_Dataset entries_
----

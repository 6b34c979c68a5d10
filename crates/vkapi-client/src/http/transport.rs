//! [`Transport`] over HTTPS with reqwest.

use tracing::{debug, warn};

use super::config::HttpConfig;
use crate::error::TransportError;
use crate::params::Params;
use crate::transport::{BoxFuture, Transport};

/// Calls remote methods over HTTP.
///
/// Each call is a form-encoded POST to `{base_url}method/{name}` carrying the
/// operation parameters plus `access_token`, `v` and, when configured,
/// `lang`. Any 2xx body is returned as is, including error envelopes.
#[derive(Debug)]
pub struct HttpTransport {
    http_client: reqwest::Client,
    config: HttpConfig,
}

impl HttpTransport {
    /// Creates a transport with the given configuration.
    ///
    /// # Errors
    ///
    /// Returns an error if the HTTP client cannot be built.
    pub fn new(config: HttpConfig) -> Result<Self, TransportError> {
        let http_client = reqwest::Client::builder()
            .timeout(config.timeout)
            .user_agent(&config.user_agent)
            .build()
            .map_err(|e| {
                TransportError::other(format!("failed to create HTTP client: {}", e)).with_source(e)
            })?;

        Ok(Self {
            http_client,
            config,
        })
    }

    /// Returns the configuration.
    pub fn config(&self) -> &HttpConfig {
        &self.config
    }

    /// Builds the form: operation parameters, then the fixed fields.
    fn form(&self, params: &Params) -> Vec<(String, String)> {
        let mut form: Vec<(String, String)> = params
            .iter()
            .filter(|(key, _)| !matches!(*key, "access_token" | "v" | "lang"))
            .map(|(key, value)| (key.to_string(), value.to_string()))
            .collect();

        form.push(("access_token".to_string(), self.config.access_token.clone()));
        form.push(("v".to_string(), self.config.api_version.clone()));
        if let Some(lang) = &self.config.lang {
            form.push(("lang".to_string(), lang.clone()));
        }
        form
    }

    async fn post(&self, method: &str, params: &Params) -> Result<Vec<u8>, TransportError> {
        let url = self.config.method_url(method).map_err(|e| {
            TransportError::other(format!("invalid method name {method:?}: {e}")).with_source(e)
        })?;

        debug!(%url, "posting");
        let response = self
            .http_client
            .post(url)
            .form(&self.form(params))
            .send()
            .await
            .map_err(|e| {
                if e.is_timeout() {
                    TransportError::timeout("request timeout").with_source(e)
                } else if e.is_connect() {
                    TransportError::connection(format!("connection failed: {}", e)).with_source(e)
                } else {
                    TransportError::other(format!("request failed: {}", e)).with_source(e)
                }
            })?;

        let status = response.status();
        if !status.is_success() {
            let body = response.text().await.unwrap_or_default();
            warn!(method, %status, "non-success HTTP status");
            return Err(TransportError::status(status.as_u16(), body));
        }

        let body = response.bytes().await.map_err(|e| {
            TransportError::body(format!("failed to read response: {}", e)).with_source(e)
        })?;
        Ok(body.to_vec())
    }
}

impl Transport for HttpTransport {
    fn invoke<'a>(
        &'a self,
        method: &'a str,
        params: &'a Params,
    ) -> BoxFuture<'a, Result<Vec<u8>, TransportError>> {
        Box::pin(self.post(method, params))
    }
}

----

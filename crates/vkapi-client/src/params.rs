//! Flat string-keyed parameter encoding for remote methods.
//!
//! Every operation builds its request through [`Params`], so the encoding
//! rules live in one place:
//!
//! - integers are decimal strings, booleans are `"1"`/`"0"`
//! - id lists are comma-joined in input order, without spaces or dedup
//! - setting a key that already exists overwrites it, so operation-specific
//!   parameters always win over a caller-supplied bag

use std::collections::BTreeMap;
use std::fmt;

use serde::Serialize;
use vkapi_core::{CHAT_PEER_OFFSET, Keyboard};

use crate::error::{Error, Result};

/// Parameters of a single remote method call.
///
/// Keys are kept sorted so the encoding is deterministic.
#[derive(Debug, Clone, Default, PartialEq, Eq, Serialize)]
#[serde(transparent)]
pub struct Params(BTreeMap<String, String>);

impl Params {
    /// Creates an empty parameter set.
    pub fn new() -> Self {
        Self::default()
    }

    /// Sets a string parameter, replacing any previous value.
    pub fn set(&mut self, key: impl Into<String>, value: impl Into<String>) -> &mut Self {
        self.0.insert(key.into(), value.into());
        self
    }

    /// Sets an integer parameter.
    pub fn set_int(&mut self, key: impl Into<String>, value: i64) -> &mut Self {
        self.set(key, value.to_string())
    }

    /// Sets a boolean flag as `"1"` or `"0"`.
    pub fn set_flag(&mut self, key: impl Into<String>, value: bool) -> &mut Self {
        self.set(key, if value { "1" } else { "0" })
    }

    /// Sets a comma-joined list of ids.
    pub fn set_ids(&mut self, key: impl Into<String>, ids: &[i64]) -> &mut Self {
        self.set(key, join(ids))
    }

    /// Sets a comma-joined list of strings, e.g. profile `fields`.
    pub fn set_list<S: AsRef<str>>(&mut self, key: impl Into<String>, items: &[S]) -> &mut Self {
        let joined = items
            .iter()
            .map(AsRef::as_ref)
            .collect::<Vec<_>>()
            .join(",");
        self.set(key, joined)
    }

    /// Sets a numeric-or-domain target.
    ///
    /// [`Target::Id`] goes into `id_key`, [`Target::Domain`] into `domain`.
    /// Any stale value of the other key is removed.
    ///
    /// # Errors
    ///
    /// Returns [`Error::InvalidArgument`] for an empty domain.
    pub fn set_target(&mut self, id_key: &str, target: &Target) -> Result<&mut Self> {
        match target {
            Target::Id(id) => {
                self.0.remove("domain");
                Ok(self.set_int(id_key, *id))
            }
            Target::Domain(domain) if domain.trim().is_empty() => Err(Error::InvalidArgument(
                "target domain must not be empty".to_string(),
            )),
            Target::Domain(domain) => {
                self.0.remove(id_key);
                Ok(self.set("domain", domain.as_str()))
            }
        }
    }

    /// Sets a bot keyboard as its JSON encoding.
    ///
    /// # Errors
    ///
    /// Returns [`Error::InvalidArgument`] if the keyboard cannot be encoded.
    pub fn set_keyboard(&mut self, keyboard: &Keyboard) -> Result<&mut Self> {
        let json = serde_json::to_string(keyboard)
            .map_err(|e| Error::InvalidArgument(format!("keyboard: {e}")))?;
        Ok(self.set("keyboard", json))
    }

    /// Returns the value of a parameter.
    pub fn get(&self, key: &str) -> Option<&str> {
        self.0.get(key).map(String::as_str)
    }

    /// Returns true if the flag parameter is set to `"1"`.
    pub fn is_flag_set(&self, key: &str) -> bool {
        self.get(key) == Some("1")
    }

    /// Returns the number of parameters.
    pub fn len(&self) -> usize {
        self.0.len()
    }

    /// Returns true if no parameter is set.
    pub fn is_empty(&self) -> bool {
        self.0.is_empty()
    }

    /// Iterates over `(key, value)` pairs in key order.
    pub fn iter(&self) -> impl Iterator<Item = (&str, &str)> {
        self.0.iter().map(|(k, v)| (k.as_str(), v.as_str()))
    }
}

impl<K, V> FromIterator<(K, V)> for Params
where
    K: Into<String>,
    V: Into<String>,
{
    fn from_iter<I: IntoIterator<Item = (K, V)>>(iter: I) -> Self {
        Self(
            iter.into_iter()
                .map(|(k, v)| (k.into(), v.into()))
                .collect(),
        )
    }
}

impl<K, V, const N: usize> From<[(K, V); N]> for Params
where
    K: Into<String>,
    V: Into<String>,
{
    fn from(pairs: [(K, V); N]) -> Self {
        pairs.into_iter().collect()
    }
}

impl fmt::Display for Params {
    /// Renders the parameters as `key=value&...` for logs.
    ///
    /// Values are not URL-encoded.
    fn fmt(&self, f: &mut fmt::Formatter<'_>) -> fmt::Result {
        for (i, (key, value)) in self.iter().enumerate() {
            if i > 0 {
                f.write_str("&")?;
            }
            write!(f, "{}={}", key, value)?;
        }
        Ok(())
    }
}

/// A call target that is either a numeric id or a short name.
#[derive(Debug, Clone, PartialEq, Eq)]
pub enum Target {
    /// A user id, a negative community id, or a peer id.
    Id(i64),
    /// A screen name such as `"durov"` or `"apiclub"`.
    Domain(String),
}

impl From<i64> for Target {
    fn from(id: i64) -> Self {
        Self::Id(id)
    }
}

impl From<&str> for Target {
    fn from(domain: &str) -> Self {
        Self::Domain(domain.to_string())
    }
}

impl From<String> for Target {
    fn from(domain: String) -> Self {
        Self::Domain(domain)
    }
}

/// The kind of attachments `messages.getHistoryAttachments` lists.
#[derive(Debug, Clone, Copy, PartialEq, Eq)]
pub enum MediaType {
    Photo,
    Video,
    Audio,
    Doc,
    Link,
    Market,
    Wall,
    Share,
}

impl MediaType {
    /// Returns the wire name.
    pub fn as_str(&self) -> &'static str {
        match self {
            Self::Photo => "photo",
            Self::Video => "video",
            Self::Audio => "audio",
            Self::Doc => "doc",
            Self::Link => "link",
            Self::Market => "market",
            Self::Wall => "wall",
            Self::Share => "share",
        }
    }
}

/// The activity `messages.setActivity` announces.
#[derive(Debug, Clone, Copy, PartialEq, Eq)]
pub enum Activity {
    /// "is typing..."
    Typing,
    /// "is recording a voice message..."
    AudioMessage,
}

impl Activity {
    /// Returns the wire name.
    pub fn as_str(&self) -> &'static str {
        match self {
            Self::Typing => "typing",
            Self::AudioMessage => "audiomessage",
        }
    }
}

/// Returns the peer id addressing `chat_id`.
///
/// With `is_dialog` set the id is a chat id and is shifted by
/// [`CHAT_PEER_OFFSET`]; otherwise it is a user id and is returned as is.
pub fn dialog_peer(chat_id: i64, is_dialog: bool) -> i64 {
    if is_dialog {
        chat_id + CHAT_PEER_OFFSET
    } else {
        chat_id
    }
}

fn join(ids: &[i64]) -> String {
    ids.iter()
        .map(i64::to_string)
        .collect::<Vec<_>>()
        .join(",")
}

----

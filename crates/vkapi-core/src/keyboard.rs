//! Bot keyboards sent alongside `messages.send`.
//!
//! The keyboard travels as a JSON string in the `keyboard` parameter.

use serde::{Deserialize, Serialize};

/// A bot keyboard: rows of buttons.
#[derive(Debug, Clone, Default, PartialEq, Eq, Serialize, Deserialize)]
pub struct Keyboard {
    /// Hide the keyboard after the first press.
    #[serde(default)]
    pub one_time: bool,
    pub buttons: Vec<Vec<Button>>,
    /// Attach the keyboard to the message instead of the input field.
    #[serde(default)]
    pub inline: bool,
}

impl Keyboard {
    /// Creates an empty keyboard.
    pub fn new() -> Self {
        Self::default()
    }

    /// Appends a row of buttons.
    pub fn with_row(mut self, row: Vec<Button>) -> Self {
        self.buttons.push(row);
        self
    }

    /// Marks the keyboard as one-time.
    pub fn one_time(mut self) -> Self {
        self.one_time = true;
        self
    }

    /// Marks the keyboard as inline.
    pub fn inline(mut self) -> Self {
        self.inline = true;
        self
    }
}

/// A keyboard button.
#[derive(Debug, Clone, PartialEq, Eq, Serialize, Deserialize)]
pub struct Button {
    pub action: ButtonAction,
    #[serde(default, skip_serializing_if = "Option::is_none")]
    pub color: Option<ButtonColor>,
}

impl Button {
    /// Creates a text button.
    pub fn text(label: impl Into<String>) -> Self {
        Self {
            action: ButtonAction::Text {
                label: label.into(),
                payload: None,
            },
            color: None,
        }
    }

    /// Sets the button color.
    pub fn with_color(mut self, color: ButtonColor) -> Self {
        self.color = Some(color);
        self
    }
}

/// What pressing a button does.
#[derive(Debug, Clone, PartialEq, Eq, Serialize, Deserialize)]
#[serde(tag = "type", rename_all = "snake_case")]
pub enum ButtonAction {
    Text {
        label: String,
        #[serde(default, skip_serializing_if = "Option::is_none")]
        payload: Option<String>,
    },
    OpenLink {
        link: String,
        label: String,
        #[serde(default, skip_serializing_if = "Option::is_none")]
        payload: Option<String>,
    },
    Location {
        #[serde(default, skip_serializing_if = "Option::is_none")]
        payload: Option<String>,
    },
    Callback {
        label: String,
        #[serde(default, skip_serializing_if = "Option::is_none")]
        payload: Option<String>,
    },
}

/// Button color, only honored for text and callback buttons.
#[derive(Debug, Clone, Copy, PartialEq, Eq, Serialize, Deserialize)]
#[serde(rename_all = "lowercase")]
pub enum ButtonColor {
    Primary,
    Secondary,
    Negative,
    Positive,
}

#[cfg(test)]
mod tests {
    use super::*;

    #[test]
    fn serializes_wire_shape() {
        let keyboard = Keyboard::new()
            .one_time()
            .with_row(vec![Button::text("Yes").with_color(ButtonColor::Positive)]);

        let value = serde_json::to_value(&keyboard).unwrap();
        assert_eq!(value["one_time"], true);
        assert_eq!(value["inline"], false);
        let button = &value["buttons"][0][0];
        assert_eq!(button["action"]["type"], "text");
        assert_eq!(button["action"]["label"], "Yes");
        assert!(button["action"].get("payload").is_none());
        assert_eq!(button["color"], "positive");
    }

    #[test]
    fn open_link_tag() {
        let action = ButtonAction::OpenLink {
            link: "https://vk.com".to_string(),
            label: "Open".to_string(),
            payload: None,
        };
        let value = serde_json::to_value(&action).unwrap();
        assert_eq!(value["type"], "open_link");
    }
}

----

_Requirement_
For this exercise, please output exactly the lines above starting at the line with "self.0.get(key).map(String::as_str)" and ending at the line with "for (i, (key, value))", ends included.

_Response area_
        self.0.get(key).map(String::as_str)
    }

    /// Returns true if the flag parameter is set to `"1"`.
    pub fn is_flag_set(&self, key: &str) -> bool {
        self.get(key) == Some("1")
    }

    /// Returns the number of parameters.
    pub fn len(&self) -> usize {
        self.0.len()
    }

    /// Returns true if no parameter is set.
    pub fn is_empty(&self) -> bool {
        self.0.is_empty()
    }

    /// Iterates over `(key, value)` pairs in key order.
    pub fn iter(&self) -> impl Iterator<Item = (&str, &str)> {
        self.0.iter().map(|(k, v)| (k.as_str(), v.as_str()))
    }
}

impl<K, V> FromIterator<(K, V)> for Params
where
    K: Into<String>,
    V: Into<String>,
{
    fn from_iter<I: IntoIterator<Item = (K, V)>>(iter: I) -> Self {
        Self(
            iter.into_iter()
                .map(|(k, v)| (k.into(), v.into()))
                .collect(),
        )
    }
}

impl<K, V, const N: usize> From<[(K, V); N]> for Params
where
    K: Into<String>,
    V: Into<String>,
{
    fn from(pairs: [(K, V); N]) -> Self {
        pairs.into_iter().collect()
    }
}

impl fmt::Display for Params {
    /// Renders the parameters as `key=value&...` for logs.
    ///
    /// Values are not URL-encoded.
    fn fmt(&self, f: &mut fmt::Formatter<'_>) -> fmt::Result {
        for (i, (key, value)) in self.iter().enumerate() {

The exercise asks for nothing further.